## Task to complete:
Go through the records and show each line where the word "derive" occurs.

[Records excerpted from a collection]
/// Send one round of observe packets to the master and online replicas.
fn issue_round(
    poll_id: u64,
    poll: &mut Poll,
    queue: &mut CommandQueue,
    core: &mpsc::UnboundedSender<crate::instance::CoreMsg>,
    settings: &Settings,
) {
    let Some(map) = queue.map().cloned() else {
        // No topology; leave the round unset and let the deadline fire.
        poll.next_round = poll.deadline;
        return;
    };
    let vbucket = poll.start.vbucket;
    let mut targets: Vec<(usize, bool)> = Vec::new();
    if let Some(master) = map.master(vbucket) {
        targets.push((master, true));
    }
    for replica in 0..map.n_replicas() {
        if let Some(server) = map.replica(vbucket, replica) {
            targets.push((server, false));
        }
    }
    if targets.is_empty() {
        poll.next_round = poll.deadline;
        return;
    }

    let wire_key = if settings.use_collections {
        crate::protocol::key_with_collection_id(poll.start.cid, &poll.start.key)
    } else {
        poll.start.key.clone()
    };
    let mut round = Round::default();
    round.expected = targets.len();
    poll.round = Some(round);

    queue.sched_enter();
    let now = Instant::now();
    for (server, is_master) in targets {
        let kind = if poll.start.seqno {
            RequestKind::ObserveSeqno {
                vbuuid: poll.start.token.expect("token checked at start").uuid,
            }
        } else {
            let mut body = BytesMut::new();
            put_observe_entry(&mut body, vbucket, &wire_key);
            RequestKind::Observe {
                entries: body.freeze(),
            }
        };
        let mut spec = CommandSpec::new(kind, Bytes::new(), now, poll.deadline);
        spec.collection = poll.start.collection.clone();
        spec.cid = Some(poll.start.cid);
        spec.vbucket = Some(vbucket);
        spec.server = Some(server);
        let ctx = RequestCtx::new(
            spec,
            Responder::None,
            Processor::Observe {
                sink: ObserveSink::Poll {
                    core: core.clone(),
                    poll_id,
                },
                is_master,
            },
        );
        queue.dispatch(ctx);
    }
    queue.sched_leave();
}

#[cfg(test)]
mod tests {
    use super::*;

    #[test]
    fn validate_rejects_nothing_to_do() {
        assert_eq!(
            validate(0, 0, false, 2, 3),
            Err(Error::InvalidArgument(
                "durability requires a persist or replicate constraint"
            ))
        );
    }

    #[test]
    fn validate_caps_or_rejects_excess() {
        // 2 replicas, 3 servers: persist cap 3, replicate cap 2.
        assert_eq!(validate(3, 2, false, 2, 3), Ok((3, 2)));
        assert_eq!(validate(10, 0, false, 2, 3), Err(Error::DurabilityTooMany));
        assert_eq!(validate(10, 0, true, 2, 3), Ok((3, 0)));
        assert_eq!(validate(-1, -1, true, 2, 3), Ok((3, 2)));
        assert_eq!(validate(-1, -1, false, 2, 3), Err(Error::DurabilityTooMany));
        // A one-node cluster can only persist to the master.
        assert_eq!(validate(-1, -1, true, 0, 1), Ok((1, 0)));
    }

    #[test]
    fn observe_body_round_trip() {
        let mut body = BytesMut::new();
        put_observe_entry(&mut body, 57, b"doc-1");
        // Response entries append state and cas to the request layout.
        let mut resp = BytesMut::new();
        resp.put_u16(57);
        resp.put_u16(5);
        resp.extend_from_slice(b"doc-1");
        resp.put_u8(OBS_PERSISTED);
        resp.put_u64(0xfeed);
        let entries = decode_observe_value(&resp).unwrap();
        assert_eq!(entries.len(), 1);
        assert_eq!(entries[0].vbucket, 57);
        assert_eq!(&entries[0].key[..], b"doc-1");
        assert_eq!(entries[0].state, OBS_PERSISTED);
        assert_eq!(entries[0].cas, 0xfeed);
        assert!(decode_observe_value(&resp[..7]).is_err());
    }

    #[test]
    fn seqno_body_decodes() {
        let mut body = BytesMut::new();
        body.put_u8(0);
        body.put_u16(12);
        body.put_u64(0xabc);
        body.put_u64(40);
        body.put_u64(41);
        let state = decode_seqno_value(&body).unwrap();
        assert_eq!(state.vbucket, 12);
        assert_eq!(state.vbuuid, 0xabc);
        assert_eq!(state.persisted_seqno, 40);
        assert_eq!(state.current_seqno, 41);
        assert!(decode_seqno_value(&body[..20]).is_err());
    }

    #[test]
    fn cas_mismatch_on_master_fails_the_poll() {
        let start = PollStart {
            key: Bytes::from_static(b"k"),
            collection: CollectionQualifier::default(),
            cid: 0,
            vbucket: 3,
            cas: 100,
            token: None,
            seqno: false,
            persist_to: 1,
            replicate_to: 0,
            check_removed: false,
            deadline: None,
            interval: None,
            sink: PollSink::Endure {
                tx: mpsc::unbounded_channel().0,
            },
        };
        let mut round = Round::default();
        fold_cas(
            &mut round,
            &start,
            true,
            &ObserveEntryResp {
                vbucket: 3,
                key: Bytes::from_static(b"k"),
                state: OBS_PERSISTED,
                cas: 999,
            },
        );
        assert_eq!(evaluate(&start, &round), Some(Err(Error::DocumentExists)));
    }

    #[test]
    fn persisted_master_satisfies_master_only_poll() {
        let start = PollStart {
            key: Bytes::from_static(b"k"),
            collection: CollectionQualifier::default(),
            cid: 0,
            vbucket: 3,
            cas: 100,
            token: None,
            seqno: false,
            persist_to: 1,
            replicate_to: 0,
            check_removed: false,
            deadline: None,
            interval: None,
            sink: PollSink::Endure {
                tx: mpsc::unbounded_channel().0,
            },
        };
        let mut round = Round::default();
        fold_cas(
            &mut round,
            &start,
            true,
            &ObserveEntryResp {
                vbucket: 3,
                key: Bytes::from_static(b"k"),
                state: OBS_PERSISTED,
                cas: 100,
            },
        );
        assert_eq!(evaluate(&start, &round), Some(Ok(())));
        // A found-but-unpersisted master keeps the poll running.
        let mut pending = Round::default();
        fold_cas(
            &mut pending,
            &start,
            true,
            &ObserveEntryResp {
                vbucket: 3,
                key: Bytes::from_static(b"k"),
                state: OBS_FOUND,
                cas: 100,
            },
        );
        assert_eq!(evaluate(&start, &pending), None);
    }
}
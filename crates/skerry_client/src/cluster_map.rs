//! Versioned vbucket→server cluster map.
//!
//! The bootstrap layer publishes `ClusterMapConfig` documents; the instance
//! compiles them into an immutable `ClusterMap` and swaps a single `Arc`.
//! Lookups never lock: a command that resolved its route before a swap is
//! still dispatched through the pipeline chosen under the old map.

use std::net::SocketAddr;
use std::sync::Arc;

use serde::{Deserialize, Serialize};

use crate::error::{Error, Result};

/// Capability flags advertised per data node.
#[derive(Debug, Clone, Copy, Default, PartialEq, Eq, Serialize, Deserialize)]
#[serde(default)]
pub struct NodeCapabilities {
    pub snappy: bool,
    pub json: bool,
    pub mutation_tokens: bool,
    pub sync_replication: bool,
    pub collections: bool,
}

impl NodeCapabilities {
    /// Everything on, the shape of a current-generation data node.
    pub fn all() -> NodeCapabilities {
        NodeCapabilities {
            snappy: true,
            json: true,
            mutation_tokens: true,
            sync_replication: true,
            collections: true,
        }
    }
}

/// One node entry in a published map document.
#[derive(Debug, Clone, Serialize, Deserialize)]
pub struct NodeConfig {
    /// Data endpoint, `host:port`.
    pub address: String,
    #[serde(default)]
    pub capabilities: NodeCapabilities,
}

/// The published form of a cluster map.
///
/// Each vbucket row is `[master, replica0, replica1, ...]` with `-1` marking
/// an absent copy. Rows may be shorter than `1 + num_replicas`.
#[derive(Debug, Clone, Serialize, Deserialize)]
pub struct ClusterMapConfig {
    /// Monotonic map revision.
    pub rev: u64,
    pub nodes: Vec<NodeConfig>,
    pub vbuckets: Vec<Vec<i32>>,
}

/// A resolved server slot.
#[derive(Debug, Clone)]
pub struct ServerSlot {
    pub address: SocketAddr,
    pub capabilities: NodeCapabilities,
}

/// Immutable, compiled cluster map.
#[derive(Debug)]
pub struct ClusterMap {
    rev: u64,
    n_replicas: u16,
    vbuckets: Vec<Vec<i32>>,
    servers: Vec<ServerSlot>,
}

/// Protocol key hash: CRC32 of the raw key, folded to 15 bits.
pub fn key_hash(key: &[u8]) -> u32 {
    (crc32fast::hash(key) >> 16) & 0x7fff
}

impl ClusterMap {
    /// Validate and compile a published map document.
    pub fn compile(config: &ClusterMapConfig) -> Result<Arc<ClusterMap>> {
        if config.nodes.is_empty() || config.vbuckets.is_empty() {
            return Err(Error::InvalidArgument("cluster map has no nodes or vbuckets"));
        }
        let mut servers = Vec::with_capacity(config.nodes.len());
        for node in &config.nodes {
            let address = node
                .address
                .parse::<SocketAddr>()
                .map_err(|_| Error::InvalidArgument("unparseable node address in cluster map"))?;
            servers.push(ServerSlot {
                address,
                capabilities: node.capabilities,
            });
        }
        let mut n_replicas = 0u16;
        for row in &config.vbuckets {
            if row.is_empty() {
                return Err(Error::InvalidArgument("empty vbucket row in cluster map"));
            }
            for &ix in row {
                if ix >= servers.len() as i32 {
                    return Err(Error::InvalidArgument("vbucket row references unknown server"));
                }
            }
            n_replicas = n_replicas.max((row.len() - 1) as u16);
        }
        Ok(Arc::new(ClusterMap {
            rev: config.rev,
            n_replicas,
            vbuckets: config.vbuckets.clone(),
            servers,
        }))
    }

    pub fn rev(&self) -> u64 {
        self.rev
    }

    pub fn n_vbuckets(&self) -> usize {
        self.vbuckets.len()
    }

    pub fn n_replicas(&self) -> u16 {
        self.n_replicas
    }

    pub fn n_servers(&self) -> usize {
        self.servers.len()
    }

    pub fn servers(&self) -> &[ServerSlot] {
        &self.servers
    }

    pub fn server(&self, index: usize) -> Option<&ServerSlot> {
        self.servers.get(index)
    }

    /// Vbucket owning `key`.
    pub fn vbucket_for_key(&self, key: &[u8]) -> u16 {
        (key_hash(key) as usize % self.vbuckets.len()) as u16
    }

    /// Master server index for a vbucket, if one is assigned.
    pub fn master(&self, vbucket: u16) -> Option<usize> {
        let row = self.vbuckets.get(vbucket as usize)?;
        match row.first() {
            Some(&ix) if ix >= 0 => Some(ix as usize),
            _ => None,
        }
    }

    /// Server index of replica `n` (0-based) for a vbucket.
    pub fn replica(&self, vbucket: u16, n: u16) -> Option<usize> {
        let row = self.vbuckets.get(vbucket as usize)?;
        match row.get(1 + n as usize) {
            Some(&ix) if ix >= 0 => Some(ix as usize),
            _ => None,
        }
    }

    /// Route a key: `(vbucket, master)`.
    pub fn map_key(&self, key: &[u8]) -> (u16, Option<usize>) {
        let vb = self.vbucket_for_key(key);
        (vb, self.master(vb))
    }
}
//! Collection-id cache with single-flight resolution.
//!
//! Commands addressing a non-default collection park here until the id is
//! known. Concurrent misses on the same qualifier fold into one in-flight
//! lookup; every waiter shares its outcome.

use std::collections::HashMap;

use crate::error::{Error, Result};
use crate::ops::CollectionQualifier;
use crate::request::RequestCtx;

/// Cache of resolved ids plus per-qualifier waiters.
#[derive(Default)]
pub(crate) struct CollectionCache {
    ids: HashMap<CollectionQualifier, u32>,
    pending: HashMap<CollectionQualifier, Vec<RequestCtx>>,
}

impl CollectionCache {
    /// Resolved id for a qualifier, if cached. The default pair is always 0.
    pub(crate) fn lookup(&self, qualifier: &CollectionQualifier) -> Option<u32> {
        if qualifier.is_default() {
            return Some(0);
        }
        self.ids.get(qualifier).copied()
    }

    /// Park a command until resolution completes.
    ///
    /// Returns true when this is the first waiter and the caller must issue
    /// the lookup packet.
    pub(crate) fn park(&mut self, qualifier: CollectionQualifier, ctx: RequestCtx) -> bool {
        let waiters = self.pending.entry(qualifier).or_default();
        waiters.push(ctx);
        waiters.len() == 1
    }

    /// Record a resolution outcome and return the waiters to re-enter.
    ///
    /// Scheduling failures of the lookup itself surface to waiters as
    /// TIMEOUT.
    pub(crate) fn complete(
        &mut self,
        qualifier: &CollectionQualifier,
        result: &Result<(u64, u32)>,
    ) -> (Result<u32>, Vec<RequestCtx>) {
        let waiters = self.pending.remove(qualifier).unwrap_or_default();
        let mapped = match result {
            Ok((_manifest, cid)) => {
                self.ids.insert(qualifier.clone(), *cid);
                Ok(*cid)
            }
            Err(Error::ScheduleFailure) => Err(Error::Timeout),
            Err(err) => Err(err.clone()),
        };
        (mapped, waiters)
    }

    /// Number of distinct qualifiers with an in-flight lookup.
    pub(crate) fn pending_lookups(&self) -> usize {
        self.pending.len()
    }

    /// Cached id count, for diagnostics.
    pub(crate) fn cached(&self) -> usize {
        self.ids.len()
    }

    /// Take every parked command, for instance shutdown.
    pub(crate) fn drain_waiters(&mut self) -> Vec<RequestCtx> {
        self.pending.drain().flat_map(|(_, waiters)| waiters).collect()
    }

    /// Drop every cached id, forcing fresh lookups.
    ///
    /// Called when a new map arrives without the collections capability, in
    /// case the bucket manifest was rolled back.
    pub(crate) fn invalidate(&mut self) {
        self.ids.clear();
    }
}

## Reply:
#[derive(Debug, Clone, Copy, Default, PartialEq, Eq, Serialize, Deserialize)]
#[derive(Debug, Clone, Serialize, Deserialize)]
#[derive(Debug, Clone, Serialize, Deserialize)]
#[derive(Debug, Clone)]
#[derive(Debug)]
#[derive(Default)]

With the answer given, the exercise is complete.